Hill Vs. Thomas: An Ugly Circus

Into the arena there came two gladiators, fourteen Senators and an audience of millions. But could anyone possibly declare victory when the spectacle was so repellent?

  • (l. to r.) Jennifer Law / AFP / Getty Images; Brad Markel / Liaison / Getty Images

    Anita Hill, left, takes the oath before testifying; Judge Clarence Thomas listens during his confirmation hearing.

    The United States Senate is not a circus that children should attend. It is far too dangerous. Last week, as the lawmakers presided over the public evisceration of Clarence Thomas and Anita Hill, it became clear that this was a circus with an ancient history stretching back to the days when people were fed to lions. This was the kind with real victims, and no nets.

    Hour after hour, an intensely personal drama was played out under achingly bright lights and devoured by tens of millions around the world. In a sense, America caught its first glimpse of the real Clarence Thomas, heard his voice for the first time after 100 days of confirmation torture. Gone were the handlers and the fancy advisers who had told him that when questioned about the most important legal issues of the day, he should hide his beliefs at all costs. Last week he sat there alone, reduced to surviving on discipline and guts and the memory of past victories hard won. It was difficult to listen to him slash at the Senators for their betrayal and not view him as the victim of terrible harm.

    And then there was Professor Anita Hill, the poised daughter of so many generations of black women who have been burned carrying torches into the battle for principle. The cause of civil rights and social justice has so often fallen to them to defend. Harriet Tubman and Sojourner Truth were slaves by birth, freedom fighters by temperament. Rosa Parks was a tired seamstress who shoved history forward by refusing to give up her seat on the bus. Mechelle Vinson was a bank teller who, having grown weary of a boss who she said forced her to trade sex for professional survival, won the unanimous Supreme Court decision that established the laws on sexual harassment once and for all. The latest to claim her place in line is Anita Hill, a private, professional woman unwilling to relinquish her dignity without a fight.

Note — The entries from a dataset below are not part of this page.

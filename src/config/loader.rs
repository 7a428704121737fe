use std::path::{Path, PathBuf};

use super::error::ConfigError;
use super::Config;

/// Loads and resolves a [`Config`] from a YAML file on disk. Split out from
/// [`Config::from_yaml`] so callers (the CLI, tests) can point at a path
/// without caring how the bytes got read.
pub struct ConfigLoaderFile {
    path: PathBuf,
}

impl ConfigLoaderFile {
    pub fn new(path: impl AsRef<Path>) -> Self {
        Self {
            path: path.as_ref().to_path_buf(),
        }
    }

    pub fn load(&self) -> Result<Config, ConfigError> {
        let raw = std::fs::read_to_string(&self.path)?;
        Config::from_yaml(&raw)
    }
}
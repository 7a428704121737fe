//! The control server: a line-oriented protocol over a TCP or UNIX-domain
//! socket. Each connection runs on its own thread that does exactly one
//! blocking thing at a time (read a line, or wait for a reply) and funnels
//! every parsed command through the engine's single state-owning loop via
//! [`EngineEvent::Control`] — so a connection thread never touches `Child`
//! state directly.

use std::io::{self, BufRead, BufReader, Read, Write};
use std::net::TcpListener;
use std::os::unix::net::UnixListener;
use std::thread;
use std::time::Duration;

use crossbeam::channel::{bounded, Sender};
use tracing::{debug, warn};

use crate::config::listen::ListenAddr;
use crate::engine::EngineEvent;

const IDLE_TIMEOUT: Duration = Duration::from_secs(30);
const MAX_LINE_BYTES: usize = 64;

#[derive(Debug, Clone, Copy, PartialEq, Eq)]
pub enum OpKind {
    Start,
    Stop,
    Reload,
    Restart,
}

impl OpKind {
    pub fn as_str(&self) -> &'static str {
        match self {
            OpKind::Start => "start",
            OpKind::Stop => "stop",
            OpKind::Reload => "reload",
            OpKind::Restart => "restart",
        }
    }
}

#[derive(Debug, Clone, PartialEq, Eq)]
pub enum Command {
    Status,
    Op(OpKind, String),
    Unknown(String),
}

/// A parsed command plus the reply channel the connection thread is
/// blocking on. The engine computes the response lines and sends them back;
/// the connection thread only knows how to frame and write them.
pub struct ControlRequest {
    pub command: Command,
    pub reply: Sender<Vec<String>>,
}

fn parse_line(line: &str) -> Command {
    let line = line.trim();
    if line == "status" {
        return Command::Status;
    }
    let mut parts = line.splitn(2, ' ');
    let op = parts.next().unwrap_or("");
    let name = parts.next().map(str::trim);
    match (op, name) {
        ("start", Some(n)) if !n.is_empty() => Command::Op(OpKind::Start, n.to_string()),
        ("stop", Some(n)) if !n.is_empty() => Command::Op(OpKind::Stop, n.to_string()),
        ("reload", Some(n)) if !n.is_empty() => Command::Op(OpKind::Reload, n.to_string()),
        ("restart", Some(n)) if !n.is_empty() => Command::Op(OpKind::Restart, n.to_string()),
        _ => Command::Unknown(line.to_string()),
    }
}

/// Starts accepting connections on `addr`, forwarding parsed commands to
/// `events`. Runs forever on a dedicated thread; the returned `JoinHandle`
/// is only useful for propagating a panic, since there's no clean way to
/// interrupt `accept()` short of closing the socket.
pub fn serve(addr: ListenAddr, events: Sender<EngineEvent>) -> io::Result<thread::JoinHandle<()>> {
    match addr {
        ListenAddr::Tcp(socket_addr) => {
            let listener = TcpListener::bind(socket_addr)?;
            Ok(thread::spawn(move || {
                for stream in listener.incoming().flatten() {
                    let events = events.clone();
                    thread::spawn(move || handle_connection(stream, events));
                }
            }))
        }
        ListenAddr::Unix(path) => {
            if path.exists() {
                return Err(io::Error::new(
                    io::ErrorKind::AddrInUse,
                    format!("unix socket path already in use: {}", path.display()),
                ));
            }
            let listener = UnixListener::bind(&path)?;
            Ok(thread::spawn(move || {
                for stream in listener.incoming().flatten() {
                    let events = events.clone();
                    thread::spawn(move || handle_connection(stream, events));
                }
            }))
        }
    }
}

/// Removes the UNIX-domain socket file on graceful shutdown. A no-op for
/// TCP listeners and for `listen` configurations that were never set.
pub fn cleanup(addr: &Option<ListenAddr>) {
    if let Some(ListenAddr::Unix(path)) = addr {
        if let Err(err) = std::fs::remove_file(path) {
            if err.kind() != io::ErrorKind::NotFound {
                warn!(path = %path.display(), error = %err, "failed to unlink control socket");
            }
        }
    }
}

trait Conn: Read + Write {
    fn set_read_timeout(&self, dur: Option<Duration>) -> io::Result<()>;
}

impl Conn for std::net::TcpStream {
    fn set_read_timeout(&self, dur: Option<Duration>) -> io::Result<()> {
        std::net::TcpStream::set_read_timeout(self, dur)
    }
}

impl Conn for std::os::unix::net::UnixStream {
    fn set_read_timeout(&self, dur: Option<Duration>) -> io::Result<()> {
        std::os::unix::net::UnixStream::set_read_timeout(self, dur)
    }
}

fn handle_connection<S: Conn>(stream: S, events: Sender<EngineEvent>) {
    if let Err(err) = stream.set_read_timeout(Some(IDLE_TIMEOUT)) {
        warn!(error = %err, "failed to set control connection idle timeout");
        return;
    }

    let mut reader = BufReader::new(stream);
    loop {
        let mut raw = Vec::new();
        match read_line_capped(&mut reader, &mut raw) {
            ReadOutcome::Eof => return,
            ReadOutcome::TooLong => {
                debug!("control connection closed: line exceeded buffer cap");
                return;
            }
            ReadOutcome::TimedOut | ReadOutcome::Error => {
                debug!("control connection closed: idle timeout or I/O error");
                return;
            }
            ReadOutcome::Line => {}
        }

        let line = String::from_utf8_lossy(&raw).trim().to_string();
        if line.is_empty() {
            continue;
        }
        if line == "quit" || line == "." {
            return;
        }

        let command = parse_line(&line);
        let (reply_tx, reply_rx) = bounded(1);
        let request = ControlRequest {
            command,
            reply: reply_tx,
        };
        if events.send(EngineEvent::Control(request)).is_err() {
            return; // engine has shut down
        }
        let Ok(lines) = reply_rx.recv() else {
            return;
        };

        let stream = reader.get_mut();
        for response_line in lines {
            let framed = format!("\n{}\n", response_line);
            if stream.write_all(framed.as_bytes()).is_err() {
                return;
            }
        }
    }
}

enum ReadOutcome {
    Line,
    Eof,
    TooLong,
    TimedOut,
    Error,
}

fn read_line_capped<R: BufRead>(reader: &mut R, out: &mut Vec<u8>) -> ReadOutcome {
    loop {
        let buf = match reader.fill_buf() {
            Ok(buf) => buf,
            Err(err) if err.kind() == io::ErrorKind::WouldBlock => return ReadOutcome::TimedOut,
            Err(err) if err.kind() == io::ErrorKind::TimedOut => return ReadOutcome::TimedOut,
            Err(_) => return ReadOutcome::Error,
        };
        if buf.is_empty() {
            return if out.is_empty() {
                ReadOutcome::Eof
            } else {
                ReadOutcome::Line
            };
        }
        if let Some(pos) = buf.iter().position(|&b| b == b'\n') {
            out.extend_from_slice(&buf[..pos]);
            let consumed = pos + 1;
            reader.consume(consumed);
            if out.len() > MAX_LINE_BYTES {
                return ReadOutcome::TooLong;
            }
            return ReadOutcome::Line;
        }
        out.extend_from_slice(buf);
        let len = buf.len();
        reader.consume(len);
        if out.len() > MAX_LINE_BYTES {
            return ReadOutcome::TooLong;
        }
    }
}

#[cfg(test)]
mod tests {
    use assert_matches::assert_matches;

    use super::*;

    #[test]
    fn parses_status() {
        assert_eq!(parse_line("status"), Command::Status);
    }

    #[test]
    fn parses_ops_with_child_name() {
        assert_eq!(
            parse_line("start web"),
            Command::Op(OpKind::Start, "web".to_string())
        );
        assert_eq!(
            parse_line("stop web"),
            Command::Op(OpKind::Stop, "web".to_string())
        );
        assert_eq!(
            parse_line("reload web"),
            Command::Op(OpKind::Reload, "web".to_string())
        );
        assert_eq!(
            parse_line("restart web"),
            Command::Op(OpKind::Restart, "web".to_string())
        );
    }

    #[test]
    fn unknown_command_is_preserved_verbatim() {
        assert_eq!(
            parse_line("frobnicate web"),
            Command::Unknown("frobnicate web".to_string())
        );
    }

    #[test]
    fn op_without_a_name_is_unknown() {
        assert_eq!(parse_line("start"), Command::Unknown("start".to_string()));
    }

    #[test]
    fn oversized_line_is_rejected() {
        let long_name = "x".repeat(100);
        let input = format!("start {}\n", long_name);
        let mut reader = BufReader::new(input.as_bytes());
        let mut out = Vec::new();
        assert_matches!(read_line_capped(&mut reader, &mut out), ReadOutcome::TooLong);
    }

    #[test]
    fn reads_a_normal_line() {
        let mut reader = BufReader::new("status\n".as_bytes());
        let mut out = Vec::new();
        assert_matches!(read_line_capped(&mut reader, &mut out), ReadOutcome::Line);
        assert_eq!(out, b"status");
    }
}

    Even after listening to all the anguished testimony, who could ever feel confident that they knew what really happened? Which one was a liar of epic proportion? This was not a forum that lent itself to justice or even a fearless search for truth. The U.S. Senate is a stage normally reserved for politicians debating war and peace and issues draped in high ideals. It is not a forum accustomed to interrogations about large-breasted women having sex with animals.

    The questions came from a group of Senators who had been disfigured by a failure of both intellect and empathy. Faced with a wounded woman, 14 men merely turned their heads. The most generous explanation is that it was more a political lapse than a human one. But even when the legal arguments and public outcry followed, it took considerable patient explaining to show the distinguished members that they had made a travesty of the confirmation process and a mess of two people's lives.

    When the circus tent opened, there sat a row of white men, some of great stature, who made every effort to disappear behind the thin silhouette of their microphones. Here were career public servants, never camera shy, being forced to ask questions like "Professor Hill, now that you have read the FBI report, you can see that it contains no reference to any mention of Judge Thomas' private parts or sexual prowess. Why didn't you tell the FBI about that?" Having begun the week under fire for their sexism, the Senators ended the week accused of acting like a high-tech lynch mob. "I would have preferred an assassin's bullet," Thomas declared, to the ordeal they had reserved for him.

    And finally there was the vast national audience, transfixed by testimony | that seeped into every conversation. The tragedy might at least have a valuable legacy if it left America's workers with a higher code of conduct to take into their jobs every day. But the actual spectacle left the watcher feeling demeaned and humiliated and terribly sad. So much substance was at stake, and so many symbols, that it almost seemed preferable to call it all off and go home before any more damage was done. In the end, of course, there would be no winners, only scars.